IS IT TIME FOR ANOTHER ROCK STORY?
Could be. Dunno.
Blighty Beat
DELAY THREATENS LIVE BIZ
6/15/21

The U.K. live music industry has described the Government’s decision to delay lifting final COVID-19 restrictions for four weeks as a “hammer blow” to the sector. Trade bodies are calling for emergency support; Music Venue Trust has a six-point plan.

With Prime Minister Boris Johnson delaying the U.K.’s reopening date to 7/19, more than 5,000 shows are set to be cancelled and, without insurance, the summer’s festival season could collapse, costing the sector more than £500m, according to trade body LIVE. The Music Venue Trust says the delay will result in tens of thousands of people losing the chance to get back to work and that venues alone are set to lose £36m.

Both LIVE and MVT are calling for the Government to provide urgent financial support to those impacted by the decision. LIVE CEO Greg Parmley pointed out that there are still “hundreds of millions of pounds” from the Cultural Recovery Fund yet to be allocated. “This money needs to get into the industry without any more delay,” he added.
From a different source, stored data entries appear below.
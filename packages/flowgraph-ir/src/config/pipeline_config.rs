//! Pipeline configuration
//!
//! One value configures a whole analysis: the classifier's operator lists,
//! graph assembly knobs and the extraction cache size. Everything has a
//! default, so `PipelineConfig::default()` is a working configuration.

use std::path::Path;

use serde::{Deserialize, Serialize};

use super::error::{ConfigError, ConfigResult};
use super::io::{ConfigFileV1, CONFIG_SCHEMA_VERSION};
use super::operator_config::OperatorConfig;
use super::validation::Validatable;

// ═══════════════════════════════════════════════════════════════════════════
// Sections
// ═══════════════════════════════════════════════════════════════════════════

/// Graph assembly settings
#[derive(Debug, Clone, PartialEq, Eq, Serialize, Deserialize)]
#[serde(default)]
pub struct GraphConfig {
    /// Characters kept in a node's full label before truncation with "..."
    pub max_label_length: usize,

    /// Weight of one line of distance when matching type annotations by
    /// proximity (`|dline| * weight + |dcol|`)
    pub type_match_line_weight: u32,

    /// Proximity matches at or beyond this distance are rejected
    pub type_match_max_distance: u32,

    /// Whether operators after a temporal operator inherit its tick variable
    /// until one whose type sits outside any tick. Off by default: only the
    /// temporal operator itself carries the binding.
    pub propagate_tick_variables: bool,
}

impl Default for GraphConfig {
    fn default() -> Self {
        Self {
            max_label_length: 80,
            type_match_line_weight: 100,
            type_match_max_distance: 300,
            propagate_tick_variables: false,
        }
    }
}

/// Extraction cache settings
#[derive(Debug, Clone, PartialEq, Eq, Serialize, Deserialize)]
#[serde(default)]
pub struct CacheConfig {
    /// Maximum number of cached analysis results
    pub capacity: usize,
}

impl Default for CacheConfig {
    fn default() -> Self {
        Self { capacity: 50 }
    }
}

// ═══════════════════════════════════════════════════════════════════════════
// PipelineConfig
// ═══════════════════════════════════════════════════════════════════════════

#[derive(Debug, Clone, PartialEq, Eq, Default)]
pub struct PipelineConfig {
    /// Host-supplied operator lists; `None` means built-in defaults
    pub operators: Option<OperatorConfig>,
    pub graph: GraphConfig,
    pub cache: CacheConfig,
}

impl PipelineConfig {
    pub fn operators(mut self, operators: OperatorConfig) -> Self {
        self.operators = Some(operators);
        self
    }

    pub fn max_label_length(mut self, length: usize) -> Self {
        self.graph.max_label_length = length;
        self
    }

    pub fn type_matching(mut self, line_weight: u32, max_distance: u32) -> Self {
        self.graph.type_match_line_weight = line_weight;
        self.graph.type_match_max_distance = max_distance;
        self
    }

    pub fn propagate_tick_variables(mut self, enabled: bool) -> Self {
        self.graph.propagate_tick_variables = enabled;
        self
    }

    pub fn cache_capacity(mut self, capacity: usize) -> Self {
        self.cache.capacity = capacity;
        self
    }

    /// Operator lists the classifier should use
    pub fn resolved_operators(&self) -> OperatorConfig {
        OperatorConfig::resolve(self.operators.clone())
    }

    /// Validate and return self
    pub fn build(self) -> ConfigResult<Self> {
        self.validate()?;
        Ok(self)
    }

    /// Load from YAML file (v1 schema)
    pub fn from_yaml(path: impl AsRef<Path>) -> ConfigResult<Self> {
        let path = path.as_ref();
        let content = std::fs::read_to_string(path)?;
        let config = Self::from_yaml_str(&content)?;
        tracing::info!(path = %path.display(), "loaded pipeline configuration");
        Ok(config)
    }

    /// Parse YAML text (v1 schema)
    pub fn from_yaml_str(content: &str) -> ConfigResult<Self> {
        let file: ConfigFileV1 = serde_yaml::from_str(content)?;

        let version = file.version.ok_or(ConfigError::MissingVersion)?;
        if version != CONFIG_SCHEMA_VERSION {
            return Err(ConfigError::UnsupportedVersion {
                found: version,
                supported: vec![CONFIG_SCHEMA_VERSION],
            });
        }

        Self {
            operators: file.operators,
            graph: file.graph.unwrap_or_default(),
            cache: file.cache.unwrap_or_default(),
        }
        .build()
    }

    /// Serialize to YAML (v1 schema)
    pub fn to_yaml(&self) -> ConfigResult<String> {
        let file = ConfigFileV1 {
            version: Some(CONFIG_SCHEMA_VERSION),
            operators: self.operators.clone(),
            graph: Some(self.graph.clone()),
            cache: Some(self.cache.clone()),
        };
        Ok(serde_yaml::to_string(&file)?)
    }
}
// Node Converter - OperatorCall → Node
//
// Labels, node type, and the type-derived facts (location, collection
// shape) for one retained operator occurrence.

use crate::features::operator_classifier::OperatorClassifier;
use crate::features::type_parsing::{parse_collection_semantics, parse_location_type};
use crate::shared::models::{Node, NodeId, OperatorCall};
use crate::shared::ports::FunctionResolver;

const ELLIPSIS: &str = "...";

pub struct NodeConverter<'a> {
    classifier: &'a OperatorClassifier,
    max_label_length: usize,
}

impl<'a> NodeConverter<'a> {
    pub fn new(classifier: &'a OperatorClassifier, max_label_length: usize) -> Self {
        Self {
            classifier,
            max_label_length,
        }
    }

    pub fn convert(
        &self,
        id: NodeId,
        call: &OperatorCall,
        return_type: Option<&str>,
        tick_variable: Option<String>,
    ) -> Node {
        let mut node = Node::new(id, self.classifier.infer_node_type(&call.name), &call.name);
        node.full_label = full_label(&call.name, call.call_text.as_deref(), self.max_label_length);
        node.position = Some(call.location());
        node.tick_variable = tick_variable;

        if let Some(ty) = return_type {
            node.location_kind = parse_location_type(ty);
            node.semantics = parse_collection_semantics(ty);
            if node.location_kind.is_none() {
                tracing::debug!(operator = %call.name, return_type = ty, "no location in return type");
            }
        }

        node
    }
}

/// Operator name followed by its call-site text, whitespace collapsed and
/// truncated to `max_len` characters
pub fn full_label(name: &str, call_text: Option<&str>, max_len: usize) -> String {
    let text = match call_text.map(collapse_whitespace) {
        Some(text) if !text.is_empty() => text,
        _ => return truncate_label(name, max_len),
    };

    // Drop any receiver text in front of the method name
    let label = match method_start(&text, name) {
        Some(start) => text[start..].to_string(),
        None => format!("{} {}", name, text),
    };
    truncate_label(&label, max_len)
}

/// Byte offset of `name` as a called method: `.name` first, then a bare
/// `name` at an identifier boundary
fn method_start(text: &str, name: &str) -> Option<usize> {
    if name.is_empty() {
        return None;
    }
    let dotted = format!(".{}", name);
    let is_ident = |c: char| c.is_alphanumeric() || c == '_';

    let bounded = |start: usize| {
        let after = text[start + name.len()..].chars().next();
        !after.map_or(false, is_ident)
    };

    if let Some(start) = text
        .match_indices(&dotted)
        .map(|(i, _)| i + 1)
        .find(|&i| bounded(i))
    {
        return Some(start);
    }

    text.match_indices(name)
        .map(|(i, _)| i)
        .find(|&i| {
            let before = text[..i].chars().next_back();
            !before.map_or(false, is_ident) && bounded(i)
        })
}

pub fn collapse_whitespace(text: &str) -> String {
    text.split_whitespace().collect::<Vec<_>>().join(" ")
}

fn truncate_label(label: &str, max_len: usize) -> String {
    if label.chars().count() <= max_len {
        return label.to_string();
    }
    let keep = max_len.saturating_sub(ELLIPSIS.len());
    let mut out: String = label.chars().take(keep).collect();
    out.push_str(ELLIPSIS);
    out
}

/// `tick` inside `fn leader` -> `leader::tick`; plain `tick` at top level
pub fn qualify_tick_variable(
    argument: &str,
    line: u32,
    resolver: &dyn FunctionResolver,
) -> String {
    let argument = argument.trim().trim_start_matches('&').trim();
    match resolver.enclosing_function(line) {
        Some(function) => format!("{}::{}", function, argument),
        None => argument.to_string(),
    }
}
//! Extractor input records
//!
//! Operator chains, variable bindings and type annotations as produced by
//! the syntactic extractor and the type oracle. Everything here is plain
//! data and deserializes from the extractor's camelCase JSON.

use serde::{Deserialize, Serialize};

use super::span::{Location, Span};

/// One method call in a syntactic operator chain
#[derive(Debug, Clone, PartialEq, Eq, Serialize, Deserialize)]
#[serde(rename_all = "camelCase")]
pub struct OperatorCall {
    /// Operator (method) name, e.g. `map`
    pub name: String,

    /// Position of the method name through the end of the call
    pub span: Span,

    /// First call argument of a temporal operator (`batch(&tick, ..)` -> `tick`)
    #[serde(default, skip_serializing_if = "Option::is_none")]
    pub tick_argument: Option<String>,

    /// Call-site source text
    #[serde(default, skip_serializing_if = "Option::is_none")]
    pub call_text: Option<String>,
}

impl OperatorCall {
    pub fn new(name: impl Into<String>, line: u32, column: u32) -> Self {
        let name = name.into();
        let end_col = column + name.len() as u32;
        Self {
            name,
            span: Span::new(line, column, line, end_col),
            tick_argument: None,
            call_text: None,
        }
    }

    pub fn with_end(mut self, end_line: u32, end_col: u32) -> Self {
        self.span.end_line = end_line;
        self.span.end_col = end_col;
        self
    }

    pub fn with_tick_argument(mut self, arg: impl Into<String>) -> Self {
        self.tick_argument = Some(arg.into());
        self
    }

    pub fn with_call_text(mut self, text: impl Into<String>) -> Self {
        self.call_text = Some(text.into());
        self
    }

    pub fn line(&self) -> u32 {
        self.span.start_line
    }

    pub fn column(&self) -> u32 {
        self.span.start_col
    }

    pub fn location(&self) -> Location {
        self.span.start()
    }

    /// Identity of the operator occurrence
    pub fn key(&self) -> OperatorKey {
        OperatorKey::new(self.line(), self.column(), &self.name)
    }
}

/// `(line, column, name)` identity of an operator occurrence
#[derive(Debug, Clone, PartialEq, Eq, Hash, PartialOrd, Ord)]
pub struct OperatorKey {
    pub line: u32,
    pub column: u32,
    pub name: String,
}

impl OperatorKey {
    pub fn new(line: u32, column: u32, name: impl Into<String>) -> Self {
        Self {
            line,
            column,
            name: name.into(),
        }
    }
}

/// One syntactic method-call chain
#[derive(Debug, Clone, Default, PartialEq, Eq, Serialize, Deserialize)]
#[serde(rename_all = "camelCase")]
pub struct OperatorChainRecord {
    /// Operators in source order
    pub operators: Vec<OperatorCall>,

    /// Text immediately preceding the chain when it starts on a continuation line
    #[serde(default, skip_serializing_if = "Option::is_none")]
    pub preceding_text: Option<String>,
}

impl OperatorChainRecord {
    pub fn new(operators: Vec<OperatorCall>) -> Self {
        Self {
            operators,
            preceding_text: None,
        }
    }

    pub fn with_preceding_text(mut self, text: impl Into<String>) -> Self {
        self.preceding_text = Some(text.into());
        self
    }

    pub fn is_empty(&self) -> bool {
        self.operators.is_empty()
    }

    pub fn first_location(&self) -> Option<Location> {
        self.operators.first().map(OperatorCall::location)
    }
}

/// `let <variable_name> = <chain>;`
#[derive(Debug, Clone, PartialEq, Eq, Serialize, Deserialize)]
#[serde(rename_all = "camelCase")]
pub struct VariableBinding {
    pub variable_name: String,
    pub declaration_line: u32,
    pub chain: OperatorChainRecord,
}

impl VariableBinding {
    pub fn new(
        variable_name: impl Into<String>,
        declaration_line: u32,
        chain: OperatorChainRecord,
    ) -> Self {
        Self {
            variable_name: variable_name.into(),
            declaration_line,
            chain,
        }
    }
}

/// Raw type string reported by the type oracle for a position
#[derive(Debug, Clone, PartialEq, Eq, Serialize, Deserialize)]
#[serde(rename_all = "camelCase")]
pub struct TypeAnnotation {
    pub line: u32,
    pub column: u32,
    pub operator_name: String,
    pub type_string: String,
}

impl TypeAnnotation {
    pub fn new(
        line: u32,
        column: u32,
        operator_name: impl Into<String>,
        type_string: impl Into<String>,
    ) -> Self {
        Self {
            line,
            column,
            operator_name: operator_name.into(),
            type_string: type_string.into(),
        }
    }
}

/// Extent of a named function, used to answer "which function encloses line N"
#[derive(Debug, Clone, PartialEq, Eq, Serialize, Deserialize)]
pub struct FunctionSpan {
    pub name: String,
    pub span: Span,
}

impl FunctionSpan {
    pub fn new(name: impl Into<String>, start_line: u32, end_line: u32) -> Self {
        Self {
            name: name.into(),
            span: Span::new(start_line, 0, end_line, 0),
        }
    }
}

/// Everything the extractor and the type oracle captured for one document
#[derive(Debug, Clone, Default, PartialEq, Eq, Serialize, Deserialize)]
#[serde(rename_all = "camelCase")]
pub struct ExtractionInput {
    pub file_path: String,

    #[serde(default)]
    pub bindings: Vec<VariableBinding>,

    #[serde(default)]
    pub standalone_chains: Vec<OperatorChainRecord>,

    #[serde(default)]
    pub type_annotations: Vec<TypeAnnotation>,

    #[serde(default)]
    pub function_spans: Vec<FunctionSpan>,
}

impl ExtractionInput {
    pub fn new(file_path: impl Into<String>) -> Self {
        Self {
            file_path: file_path.into(),
            ..Default::default()
        }
    }

    pub fn operator_count(&self) -> usize {
        self.bindings
            .iter()
            .map(|b| b.chain.operators.len())
            .chain(self.standalone_chains.iter().map(|c| c.operators.len()))
            .sum()
    }
}
/*
 * Operator Classifier
 *
 * Pure lookup over the four operator lists:
 * - is this call a pipeline stage? (name + return type)
 * - which node type does it render as? (ordered category patterns)
 *
 * Networking operators are accepted even when their return type is missing,
 * partial, or looks like a bare location. Under partial type inference their
 * return types often fail to resolve, so the name alone is trusted. This
 * trades some precision for recall.
 */

use ahash::AHashSet;

use crate::config::OperatorConfig;
use crate::features::operator_classifier::domain::default_category_patterns;
use crate::features::type_parsing::{base_type_name, LocationConstructor};
use crate::shared::models::NodeType;

const IMPL_INTO: &str = "impl Into<";

#[derive(Debug, Clone)]
pub struct OperatorClassifier {
    networking: AHashSet<String>,
    core: AHashSet<String>,
    sinks: AHashSet<String>,
    collection_types: Vec<String>,
}

impl OperatorClassifier {
    pub fn new(config: &OperatorConfig) -> Self {
        Self {
            networking: config.networking_operators.iter().cloned().collect(),
            core: config.core_dataflow_operators.iter().cloned().collect(),
            sinks: config.sink_operators.iter().cloned().collect(),
            collection_types: config.collection_types.clone(),
        }
    }

    pub fn is_networking_operator(&self, name: &str) -> bool {
        self.networking.contains(name)
    }

    pub fn is_sink_operator(&self, name: &str) -> bool {
        self.sinks.contains(name)
    }

    /// Member of any operator list
    pub fn is_known_operator(&self, name: &str) -> bool {
        self.networking.contains(name) || self.core.contains(name) || self.sinks.contains(name)
    }

    fn mentions_collection(&self, ty: &str) -> bool {
        self.collection_types.iter().any(|prefix| ty.contains(prefix.as_str()))
    }

    fn is_impl_into_collection(&self, ty: &str) -> bool {
        ty.strip_prefix(IMPL_INTO)
            .map(|inner| {
                let inner = inner.trim_start();
                self.collection_types
                    .iter()
                    .any(|prefix| inner.starts_with(prefix.as_str()))
            })
            .unwrap_or(false)
    }

    /// Whether a call is a pipeline stage, given its return type if known
    pub fn is_valid_dataflow_operator(&self, name: &str, return_type: Option<&str>) -> bool {
        let ty = match return_type.map(str::trim) {
            Some(ty) if !ty.is_empty() => ty,
            _ => return self.is_known_operator(name),
        };

        if self.mentions_collection(ty) {
            return true;
        }
        if ty == "()" && self.is_sink_operator(name) {
            return true;
        }
        if self.is_impl_into_collection(ty) {
            return true;
        }

        if self.is_networking_operator(name) {
            if looks_like_location(ty) {
                tracing::debug!(
                    operator = name,
                    return_type = ty,
                    "accepting networking operator with location-like return type"
                );
            }
            return true;
        }

        tracing::debug!(operator = name, return_type = ty, "not a dataflow operator");
        false
    }

    /// First matching category. Names no pattern matches render as Network
    /// when configured as networking operators, otherwise Transform.
    pub fn infer_node_type(&self, name: &str) -> NodeType {
        default_category_patterns()
            .iter()
            .find(|category| category.matches(name))
            .map(|category| category.node_type)
            .unwrap_or_else(|| {
                if self.is_networking_operator(name) {
                    NodeType::Network
                } else {
                    NodeType::Transform
                }
            })
    }
}

impl Default for OperatorClassifier {
    fn default() -> Self {
        Self::new(&OperatorConfig::default())
    }
}

fn looks_like_location(ty: &str) -> bool {
    let mut base = base_type_name(ty);
    let mut rest = ty;
    while base == "Tick" || base == "Atomic" {
        rest = match rest.find('<') {
            Some(i) => &rest[i + 1..],
            None => return false,
        };
        base = base_type_name(rest);
    }
    LocationConstructor::from_name(base).is_some()
}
The Association of Independent Festivals said that although 90% of remaining events over 5,000 capacity are scheduled to take place when restrictions finally do lift toward the end of July, they can’t continue to plan without Government-backed insurance.

In case the reopening plan gets delayed again and festivals can’t take place this summer, or have to operate with limited capacity, results from an AIF survey said that some events will face insolvency within weeks, and 34% would need to make redundancies of 75% or more.

AIF CEO Paul Reed said, "Any measures that prevent festivals from operating fully have to be counterbalanced with effective support to ensure businesses can survive."